**TASK OBJECTIVE:** Tally the lines below that contain "super". The number is the whole answer.

**Records from a dataset:**
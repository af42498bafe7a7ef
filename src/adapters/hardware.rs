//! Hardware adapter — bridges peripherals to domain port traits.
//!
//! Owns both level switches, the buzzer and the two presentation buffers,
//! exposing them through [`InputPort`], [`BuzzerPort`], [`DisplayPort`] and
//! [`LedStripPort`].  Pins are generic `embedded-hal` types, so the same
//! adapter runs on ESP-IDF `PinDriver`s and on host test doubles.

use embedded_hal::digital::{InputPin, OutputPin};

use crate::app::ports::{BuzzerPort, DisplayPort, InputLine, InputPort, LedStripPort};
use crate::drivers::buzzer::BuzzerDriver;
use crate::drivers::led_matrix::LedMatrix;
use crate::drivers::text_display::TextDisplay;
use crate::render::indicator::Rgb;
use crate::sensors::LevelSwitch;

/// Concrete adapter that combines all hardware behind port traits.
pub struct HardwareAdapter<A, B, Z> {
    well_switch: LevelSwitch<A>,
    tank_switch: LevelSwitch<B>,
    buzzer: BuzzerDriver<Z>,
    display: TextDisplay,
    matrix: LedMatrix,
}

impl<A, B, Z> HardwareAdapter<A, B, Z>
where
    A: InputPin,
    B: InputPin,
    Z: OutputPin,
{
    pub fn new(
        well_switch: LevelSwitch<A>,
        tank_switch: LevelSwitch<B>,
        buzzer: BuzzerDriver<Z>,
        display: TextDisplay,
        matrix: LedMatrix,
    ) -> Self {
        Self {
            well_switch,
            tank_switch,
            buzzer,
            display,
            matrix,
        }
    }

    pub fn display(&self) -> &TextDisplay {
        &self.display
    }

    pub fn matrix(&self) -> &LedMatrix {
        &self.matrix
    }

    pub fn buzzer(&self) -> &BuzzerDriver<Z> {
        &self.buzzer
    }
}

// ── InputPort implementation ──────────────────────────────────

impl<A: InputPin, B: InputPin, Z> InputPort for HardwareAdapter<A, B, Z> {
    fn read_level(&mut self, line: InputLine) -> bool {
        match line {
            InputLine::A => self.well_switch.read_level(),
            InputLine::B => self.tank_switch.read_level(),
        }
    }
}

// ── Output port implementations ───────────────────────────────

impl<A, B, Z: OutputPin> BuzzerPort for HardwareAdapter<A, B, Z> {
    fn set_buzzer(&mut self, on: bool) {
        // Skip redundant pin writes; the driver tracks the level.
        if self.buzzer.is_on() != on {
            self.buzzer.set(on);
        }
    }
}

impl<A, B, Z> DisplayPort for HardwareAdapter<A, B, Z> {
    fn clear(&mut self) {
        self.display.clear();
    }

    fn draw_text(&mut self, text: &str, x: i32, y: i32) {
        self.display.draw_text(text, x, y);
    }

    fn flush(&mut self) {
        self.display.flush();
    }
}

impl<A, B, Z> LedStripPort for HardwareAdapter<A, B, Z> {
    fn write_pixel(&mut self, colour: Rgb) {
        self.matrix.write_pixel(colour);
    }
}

* * *

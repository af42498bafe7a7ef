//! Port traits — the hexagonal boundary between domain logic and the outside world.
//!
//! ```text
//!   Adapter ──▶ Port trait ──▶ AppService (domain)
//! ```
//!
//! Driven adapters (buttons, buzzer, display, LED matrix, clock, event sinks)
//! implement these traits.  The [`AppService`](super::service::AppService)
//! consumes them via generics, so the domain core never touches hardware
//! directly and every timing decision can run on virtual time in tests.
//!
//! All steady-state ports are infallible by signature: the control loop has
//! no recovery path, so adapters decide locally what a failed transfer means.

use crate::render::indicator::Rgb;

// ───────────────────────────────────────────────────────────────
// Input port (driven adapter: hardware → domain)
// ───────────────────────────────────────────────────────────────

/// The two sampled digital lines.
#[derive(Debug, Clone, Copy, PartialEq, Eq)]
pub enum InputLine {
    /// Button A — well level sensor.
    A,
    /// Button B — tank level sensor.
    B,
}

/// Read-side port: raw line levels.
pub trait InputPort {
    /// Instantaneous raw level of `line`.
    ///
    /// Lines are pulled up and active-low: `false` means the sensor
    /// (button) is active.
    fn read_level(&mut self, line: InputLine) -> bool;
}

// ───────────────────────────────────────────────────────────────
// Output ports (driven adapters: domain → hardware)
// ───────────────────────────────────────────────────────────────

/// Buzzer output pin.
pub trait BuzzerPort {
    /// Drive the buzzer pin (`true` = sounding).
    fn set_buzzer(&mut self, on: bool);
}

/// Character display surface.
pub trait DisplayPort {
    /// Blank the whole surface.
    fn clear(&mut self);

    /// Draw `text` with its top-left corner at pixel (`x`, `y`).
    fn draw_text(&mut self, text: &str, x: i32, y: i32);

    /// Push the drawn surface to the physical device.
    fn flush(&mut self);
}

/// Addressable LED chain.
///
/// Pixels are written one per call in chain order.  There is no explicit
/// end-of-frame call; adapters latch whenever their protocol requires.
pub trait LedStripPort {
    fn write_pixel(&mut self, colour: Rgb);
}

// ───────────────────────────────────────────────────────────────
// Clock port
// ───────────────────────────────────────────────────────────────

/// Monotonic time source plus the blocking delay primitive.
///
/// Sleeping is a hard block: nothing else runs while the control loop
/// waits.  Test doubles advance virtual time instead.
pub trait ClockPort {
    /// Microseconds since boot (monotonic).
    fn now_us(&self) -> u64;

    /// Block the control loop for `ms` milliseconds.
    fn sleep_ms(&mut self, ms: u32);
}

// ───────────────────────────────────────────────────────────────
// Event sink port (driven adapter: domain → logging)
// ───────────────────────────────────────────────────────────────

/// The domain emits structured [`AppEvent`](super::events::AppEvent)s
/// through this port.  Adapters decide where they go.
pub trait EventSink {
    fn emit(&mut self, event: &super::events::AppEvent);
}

**SOLUTION TO THE EXERCISE:** 3